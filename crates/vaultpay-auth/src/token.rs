//! Token Codec
//!
//! Compact three-part signed tokens:
//!
//! ```text
//! base64url(header) "." base64url(payload) "." base64url(HMAC-SHA256(secret, header "." payload))
//! ```
//!
//! Segments are unpadded. The header is fixed to `{"alg":"HS256","typ":"JWT"}`
//! and the payload carries `sub`, `exp` and `iat`. Verification checks the
//! signature before it looks at the payload.

use base64::engine::general_purpose::URL_SAFE_NO_PAD;
use base64::Engine;
use chrono::{DateTime, Duration, Utc};
use hmac::{Hmac, Mac};
use serde::{Deserialize, Serialize};
use sha2::{Digest, Sha256};
use std::sync::Arc;
use subtle::ConstantTimeEq;
use zeroize::Zeroizing;

use crate::config::TokenConfig;
use crate::error::{AuthError, AuthResult};
use crate::types::TokenClaims;

type HmacSha256 = Hmac<Sha256>;

const ALGORITHM: &str = "HS256";
const TOKEN_TYPE: &str = "JWT";

#[derive(Debug, Serialize, Deserialize)]
struct TokenHeader {
    alg: String,
    typ: String,
}

/// Signs and verifies access tokens with a symmetric secret.
///
/// The secret is owned by the codec and is read-only after construction.
#[derive(Clone)]
pub struct TokenCodec {
    secret: Arc<Zeroizing<Vec<u8>>>,
}

impl std::fmt::Debug for TokenCodec {
    fn fmt(&self, f: &mut std::fmt::Formatter<'_>) -> std::fmt::Result {
        f.debug_struct("TokenCodec").finish_non_exhaustive()
    }
}

impl TokenCodec {
    /// Create a codec; an empty secret is rejected
    pub fn new(secret: impl Into<Vec<u8>>) -> AuthResult<Self> {
        let secret = secret.into();
        if secret.is_empty() {
            return Err(AuthError::SecretNotConfigured);
        }
        Ok(Self {
            secret: Arc::new(Zeroizing::new(secret)),
        })
    }

    pub fn from_config(config: &TokenConfig) -> AuthResult<Self> {
        Self::new(config.secret.as_bytes().to_vec())
    }

    /// Issue a token for `subject` valid for `ttl`
    pub fn issue(&self, subject: &str, ttl: std::time::Duration) -> AuthResult<String> {
        self.issue_at(subject, ttl, Utc::now())
    }

    /// Issue a token as of `now`
    pub fn issue_at(
        &self,
        subject: &str,
        ttl: std::time::Duration,
        now: DateTime<Utc>,
    ) -> AuthResult<String> {
        if subject.is_empty() {
            return Err(AuthError::Internal("cannot issue a token for an empty subject".to_string()));
        }
        if ttl.is_zero() {
            return Err(AuthError::Internal("token lifetime must be positive".to_string()));
        }

        let claims = TokenClaims {
            subject: subject.to_string(),
            exp: expiry_after(now, ttl)?.timestamp(),
            iat: now.timestamp(),
        };

        self.encode(&claims)
    }

    /// Verify a token and return its claims
    pub fn verify(&self, token: &str) -> AuthResult<TokenClaims> {
        self.verify_at(token, Utc::now())
    }

    /// Verify a token as of `now`
    pub fn verify_at(&self, token: &str, now: DateTime<Utc>) -> AuthResult<TokenClaims> {
        let mut parts = token.split('.');
        let (header, payload, signature) = match (parts.next(), parts.next(), parts.next(), parts.next()) {
            (Some(h), Some(p), Some(s), None) if !h.is_empty() && !p.is_empty() && !s.is_empty() => {
                (h, p, s)
            }
            _ => return Err(AuthError::MalformedToken),
        };

        let provided = URL_SAFE_NO_PAD
            .decode(signature)
            .map_err(|_| AuthError::MalformedToken)?;

        let signing_input = &token[..header.len() + 1 + payload.len()];
        let expected = self.sign(signing_input.as_bytes())?;

        if !bool::from(expected.as_slice().ct_eq(provided.as_slice())) {
            return Err(AuthError::InvalidSignature);
        }

        let header: TokenHeader = decode_segment(header)?;
        if header.alg != ALGORITHM {
            return Err(AuthError::MalformedToken);
        }

        let claims: TokenClaims = decode_segment(payload)?;
        if claims.subject.is_empty() {
            return Err(AuthError::MalformedToken);
        }
        if claims.is_expired_at(now) {
            return Err(AuthError::Expired);
        }

        Ok(claims)
    }

    fn encode(&self, claims: &TokenClaims) -> AuthResult<String> {
        let header = TokenHeader {
            alg: ALGORITHM.to_string(),
            typ: TOKEN_TYPE.to_string(),
        };

        let mut token = String::with_capacity(256);
        token.push_str(&encode_segment(&header)?);
        token.push('.');
        token.push_str(&encode_segment(claims)?);

        let signature = self.sign(token.as_bytes())?;
        token.push('.');
        token.push_str(&URL_SAFE_NO_PAD.encode(signature));

        Ok(token)
    }

    fn sign(&self, message: &[u8]) -> AuthResult<Vec<u8>> {
        let mut mac = HmacSha256::new_from_slice(&self.secret)
            .map_err(|e| AuthError::Internal(format!("HMAC key rejected: {}", e)))?;
        mac.update(message);
        Ok(mac.finalize().into_bytes().to_vec())
    }
}

fn encode_segment<T: Serialize>(value: &T) -> AuthResult<String> {
    let json = serde_json::to_vec(value)
        .map_err(|e| AuthError::Internal(format!("Failed to encode token segment: {}", e)))?;
    Ok(URL_SAFE_NO_PAD.encode(json))
}

fn decode_segment<T: for<'de> Deserialize<'de>>(segment: &str) -> AuthResult<T> {
    let bytes = URL_SAFE_NO_PAD
        .decode(segment)
        .map_err(|_| AuthError::MalformedToken)?;
    serde_json::from_slice(&bytes).map_err(|_| AuthError::MalformedToken)
}

/// `now + ttl`, or `Internal` when the result falls outside the representable
/// date range
pub(crate) fn expiry_after(now: DateTime<Utc>, ttl: std::time::Duration) -> AuthResult<DateTime<Utc>> {
    Duration::from_std(ttl)
        .ok()
        .and_then(|ttl| now.checked_add_signed(ttl))
        .ok_or_else(|| AuthError::Internal(format!("lifetime {:?} overflows the expiry timestamp", ttl)))
}

/// Short, non-reversible label for a token, safe to put in logs
pub fn fingerprint(token: &str) -> String {
    let digest = Sha256::digest(token.as_bytes());
    hex::encode(&digest[..6])
}

#[cfg(test)]
mod tests {
    use super::*;
    use chrono::TimeZone;
    use std::time::Duration as StdDuration;

    const SECRET: &str = "test-secret-key-at-least-32-bytes-long!!";

    fn codec() -> TokenCodec {
        TokenCodec::new(SECRET).unwrap()
    }

    fn at(secs: i64) -> DateTime<Utc> {
        Utc.timestamp_opt(secs, 0).unwrap()
    }

    #[test]
    fn test_empty_secret_rejected() {
        assert!(matches!(TokenCodec::new(""), Err(AuthError::SecretNotConfigured)));
    }

    #[test]
    fn test_issue_then_verify() {
        let codec = codec();
        let now = at(1_700_000_000);
        let token = codec.issue_at("alice@example.com", StdDuration::from_secs(75 * 60), now).unwrap();

        let claims = codec.verify_at(&token, now).unwrap();
        assert_eq!(claims.subject, "alice@example.com");
        assert_eq!(claims.exp, 1_700_000_000 + 75 * 60);
        assert_eq!(claims.iat, 1_700_000_000);
    }

    #[test]
    fn test_token_shape() {
        let token = codec().issue("alice@example.com", StdDuration::from_secs(60)).unwrap();
        let parts: Vec<&str> = token.split('.').collect();
        assert_eq!(parts.len(), 3);
        assert!(!token.contains('='));

        let header: serde_json::Value =
            serde_json::from_slice(&URL_SAFE_NO_PAD.decode(parts[0]).unwrap()).unwrap();
        assert_eq!(header, serde_json::json!({"alg": "HS256", "typ": "JWT"}));
    }

    #[test]
    fn test_expiry_boundary_is_inclusive() {
        let codec = codec();
        let token = codec.issue_at("s", StdDuration::from_secs(10), at(1_000)).unwrap();

        assert!(codec.verify_at(&token, at(1_009)).is_ok());
        assert!(matches!(codec.verify_at(&token, at(1_010)), Err(AuthError::Expired)));
    }

    #[test]
    fn test_short_lived_token_expires() {
        let codec = codec();
        let token = codec.issue_at("s", StdDuration::from_secs(1), at(5_000)).unwrap();
        assert!(matches!(codec.verify_at(&token, at(5_002)), Err(AuthError::Expired)));
    }

    #[test]
    fn test_wrong_secret_is_invalid_signature() {
        let token = codec().issue("alice@example.com", StdDuration::from_secs(60)).unwrap();
        let other = TokenCodec::new("another-secret-key-that-is-32-bytes!!").unwrap();
        assert!(matches!(other.verify(&token), Err(AuthError::InvalidSignature)));
    }

    #[test]
    fn test_swapped_payload_is_invalid_signature() {
        let codec = codec();
        let alice = codec.issue("alice@example.com", StdDuration::from_secs(60)).unwrap();
        let mallory = codec.issue("mallory@example.com", StdDuration::from_secs(60)).unwrap();

        let a: Vec<&str> = alice.split('.').collect();
        let m: Vec<&str> = mallory.split('.').collect();
        let forged = format!("{}.{}.{}", a[0], m[1], a[2]);

        assert!(matches!(codec.verify(&forged), Err(AuthError::InvalidSignature)));
    }

    #[test]
    fn test_tampered_bytes_never_yield_another_subject() {
        let codec = codec();
        let now = at(1_700_000_000);
        let token = codec.issue_at("alice@example.com", StdDuration::from_secs(60), now).unwrap();
        let payload_start = token.find('.').unwrap() + 1;

        for i in payload_start..token.len() {
            let mut bytes = token.clone().into_bytes();
            if bytes[i] == b'.' {
                continue;
            }
            bytes[i] = if bytes[i] == b'A' { b'B' } else { b'A' };
            let tampered = String::from_utf8(bytes).unwrap();
            if tampered == token {
                continue;
            }
            match codec.verify_at(&tampered, now) {
                Err(AuthError::InvalidSignature) | Err(AuthError::MalformedToken) => {}
                other => panic!("byte {} tampered but verify returned {:?}", i, other),
            }
        }
    }

    #[test]
    fn test_malformed_tokens() {
        let codec = codec();
        for token in ["", "abc", "a.b", "a.b.c.d", "a..c", ".b.c", "a.b."] {
            assert!(
                matches!(codec.verify(token), Err(AuthError::MalformedToken)),
                "expected malformed for {:?}",
                token
            );
        }
    }

    #[test]
    fn test_signature_checked_before_payload() {
        let codec = codec();
        // Payload is not JSON, but the signature is wrong, so the signature error wins
        let token = format!("{}.{}.{}", "e30", "bm90LWpzb24", URL_SAFE_NO_PAD.encode([0u8; 32]));
        assert!(matches!(codec.verify(&token), Err(AuthError::InvalidSignature)));
    }

    #[test]
    fn test_legacy_email_payload_verifies() {
        let codec = codec();
        let header = URL_SAFE_NO_PAD.encode(br#"{"alg":"HS256","typ":"JWT"}"#);
        let payload = URL_SAFE_NO_PAD.encode(br#"{"email":"legacy@example.com","exp":2000}"#);
        let input = format!("{}.{}", header, payload);
        let sig = URL_SAFE_NO_PAD.encode(codec.sign(input.as_bytes()).unwrap());
        let token = format!("{}.{}", input, sig);

        let claims = codec.verify_at(&token, at(1_000)).unwrap();
        assert_eq!(claims.subject, "legacy@example.com");
    }

    #[test]
    fn test_issue_rejects_empty_subject_and_zero_ttl() {
        let codec = codec();
        assert!(codec.issue("", StdDuration::from_secs(60)).is_err());
        assert!(codec.issue("s", StdDuration::ZERO).is_err());
    }

    #[test]
    fn test_issue_with_oversized_ttl_is_an_error() {
        let err = codec()
            .issue("alice@example.com", StdDuration::from_secs(10u64.pow(15)))
            .unwrap_err();
        assert!(matches!(err, AuthError::Internal(_)));

        let err = codec()
            .issue("alice@example.com", StdDuration::from_secs(u64::MAX))
            .unwrap_err();
        assert!(matches!(err, AuthError::Internal(_)));
    }

    #[test]
    fn test_fingerprint_is_stable_and_short() {
        assert_eq!(fingerprint("abc"), fingerprint("abc"));
        assert_ne!(fingerprint("abc"), fingerprint("abd"));
        assert_eq!(fingerprint("abc").len(), 12);
    }
}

_ _ _ _ _ _ _

### About this task
Return a word-for-word copy of the lines from the beginning of the listing to the line holding "secret is rejected", both kept.

### Reply
filename crates/vaultpay-auth/src/token.rs
//! Token Codec
//!
//! Compact three-part signed tokens:
//!
//! ```text
//! base64url(header) "." base64url(payload) "." base64url(HMAC-SHA256(secret, header "." payload))
//! ```
//!
//! Segments are unpadded. The header is fixed to `{"alg":"HS256","typ":"JWT"}`
//! and the payload carries `sub`, `exp` and `iat`. Verification checks the
//! signature before it looks at the payload.

use base64::engine::general_purpose::URL_SAFE_NO_PAD;
use base64::Engine;
use chrono::{DateTime, Duration, Utc};
use hmac::{Hmac, Mac};
use serde::{Deserialize, Serialize};
use sha2::{Digest, Sha256};
use std::sync::Arc;
use subtle::ConstantTimeEq;
use zeroize::Zeroizing;

use crate::config::TokenConfig;
use crate::error::{AuthError, AuthResult};
use crate::types::TokenClaims;

type HmacSha256 = Hmac<Sha256>;

const ALGORITHM: &str = "HS256";
const TOKEN_TYPE: &str = "JWT";

#[derive(Debug, Serialize, Deserialize)]
struct TokenHeader {
    alg: String,
    typ: String,
}

/// Signs and verifies access tokens with a symmetric secret.
///
/// The secret is owned by the codec and is read-only after construction.
#[derive(Clone)]
pub struct TokenCodec {
    secret: Arc<Zeroizing<Vec<u8>>>,
}

impl std::fmt::Debug for TokenCodec {
    fn fmt(&self, f: &mut std::fmt::Formatter<'_>) -> std::fmt::Result {
        f.debug_struct("TokenCodec").finish_non_exhaustive()
    }
}

impl TokenCodec {
    /// Create a codec; an empty secret is rejected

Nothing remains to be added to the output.